## GOAL OF THE EXERCISE
Every line below that contains "BufferPoolStats" is to be copied.

=== RAW DATA ===

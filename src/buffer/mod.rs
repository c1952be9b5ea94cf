//! Buffer pool management.
//!
//! The buffer pool caches released byte buffers in a fixed table of slots
//! and hands them back out to callers that need scratch space.
//!
//! # Components
//! - [`BufferPool`] - The slot table with acquire/release/grow
//! - [`Slot`] / [`CachedEntry`] - One position in the table and its entry
//! - [`RetentionQueue`] - Owner of cached buffers; decides reclamation
//! - [`ScratchBuffer`] - RAII writer that grows through the pool
//! - [`BufferPoolStats`] - Performance statistics

mod buffer_pool;
mod retention;
mod scratch;
mod slot;
mod stats;

pub use buffer_pool::BufferPool;
pub use retention::RetentionQueue;
pub use scratch::ScratchBuffer;
pub use slot::{CachedEntry, Slot, SlotState};
pub use stats::{BufferPoolStats, StatsSnapshot};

===

## FINISHED EXERCISE
//! - [`BufferPoolStats`] - Performance statistics
pub use stats::{BufferPoolStats, StatsSnapshot};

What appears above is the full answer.